[Given records Boundary: Start]

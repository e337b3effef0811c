//! Gimmicks plugin: multi-piece props whose pieces share one HP pool on a root.
//!
//! Each `RelayPiece` keeps a back-reference to its root and is also a child of it, so the
//! root's flash tree covers every piece and despawning the root takes the pieces along.
//!
//! ```text
//! TakeDamage(piece) -> on_piece_damaged -> RelayDamage(root) -> on_relay_damaged
//! ```
//!
//! Pieces hold no HP and always forward; only the root's latch decides whether a hit lands.

use avian2d::prelude::*;
use bevy::prelude::*;
use bevy::state::state_scoped::DespawnOnExit;

use crate::common::layers::{Faction, Layer};
use crate::common::state::GameState;
use crate::common::tunables::{Tunables, VisualSettings};
use crate::plugins::combat::damage::{DamageFeedback, DestroyedKind, TakeDamage, resolve};
use crate::plugins::combat::effects::EffectKind;
use crate::plugins::combat::flash::DamageFlash;
use crate::plugins::combat::health::{Damageable, HealthPool};

/// The single HP holder of a gimmick.
#[derive(Component, Debug, Clone)]
pub struct RelayHealth {
    pool: HealthPool,
}

impl RelayHealth {
    pub fn new(max_hp: i32) -> Self {
        Self {
            pool: HealthPool::new(max_hp),
        }
    }
}

impl Damageable for RelayHealth {
    fn pool(&self) -> &HealthPool {
        &self.pool
    }
    fn pool_mut(&mut self) -> &mut HealthPool {
        &mut self.pool
    }
}

/// A hittable part of a gimmick. Forwards every hit to `root`.
#[derive(Component, Debug, Clone, Copy)]
pub struct RelayPiece {
    pub root: Entity,
}

/// Damage routed from a piece to its root.
#[derive(EntityEvent, Debug, Clone, Copy)]
pub struct RelayDamage {
    pub entity: Entity,
    pub amount: i32,
    pub point: Vec2,
}

pub fn plugin(app: &mut App) {
    app.add_systems(OnEnter(GameState::InGame), spawn_gimmicks);
    app.add_observer(on_piece_damaged);
    app.add_observer(on_relay_damaged);
}

const GIMMICK_HP: i32 = 10;

/// An L-shaped prop made of three pieces.
fn spawn_gimmicks(mut commands: Commands, tunables: Res<Tunables>, visuals: Res<VisualSettings>) {
    let tile = tunables.tile_size;
    let origin = Vec2::new(-5.0, -3.0) * tile;
    let color = Color::srgb(0.55, 0.4, 0.8);
    let layers = CollisionLayers::new(Layer::Gimmick, [Layer::Player, Layer::Enemy]);

    let root = commands
        .spawn((
            Name::new("Gimmick"),
            RelayHealth::new(GIMMICK_HP),
            Faction::Neutral,
            Transform::from_translation(origin.extend(0.5)),
            Visibility::default(),
            DespawnOnExit(GameState::InGame),
        ))
        .id();

    for (i, offset) in [IVec2::new(0, 0), IVec2::new(1, 0), IVec2::new(0, 1)]
        .into_iter()
        .enumerate()
    {
        commands.spawn((
            Name::new(format!("GimmickPiece{i}")),
            RelayPiece { root },
            Faction::Neutral,
            Sprite::from_color(color, Vec2::splat(tile)),
            DamageFlash::new(color, &visuals),
            Transform::from_translation((offset.as_vec2() * tile).extend(0.0)),
            RigidBody::Static,
            Collider::rectangle(tile, tile),
            layers,
            ChildOf(root),
        ));
    }
}

pub(crate) fn on_piece_damaged(
    ev: On<TakeDamage>,
    pieces: Query<&RelayPiece>,
    mut commands: Commands,
) {
    let hit = *ev.event();
    let Ok(piece) = pieces.get(hit.entity) else {
        return;
    };
    commands.trigger(RelayDamage {
        entity: piece.root,
        amount: hit.amount,
        point: hit.point,
    });
}

pub(crate) fn on_relay_damaged(
    ev: On<RelayDamage>,
    mut roots: Query<(&mut RelayHealth, &Transform)>,
    mut fx: DamageFeedback,
) {
    let hit = *ev.event();
    let Ok((mut health, tf)) = roots.get_mut(hit.entity) else {
        debug!("relay: root {:?} is gone, dropping {} damage", hit.entity, hit.amount);
        return;
    };

    let outcome = health.absorb(hit.amount);
    let Some(killed) = resolve(hit.entity, hit.amount, outcome) else {
        return;
    };

    fx.wounded(hit.entity, hit.point);
    if killed {
        fx.destroyed(
            hit.entity,
            DestroyedKind::Gimmick,
            EffectKind::GimmickBreak,
            tf.translation.truncate(),
        );
    }
}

[Given records Boundary: End]

→ **Exercise**
Each line above that carries the string "commands" has to be returned.

→ **Answer to this task**
fn spawn_gimmicks(mut commands: Commands, tunables: Res<Tunables>, visuals: Res<VisualSettings>) {
    let root = commands
        commands.spawn((
    mut commands: Commands,
    commands.trigger(RelayDamage {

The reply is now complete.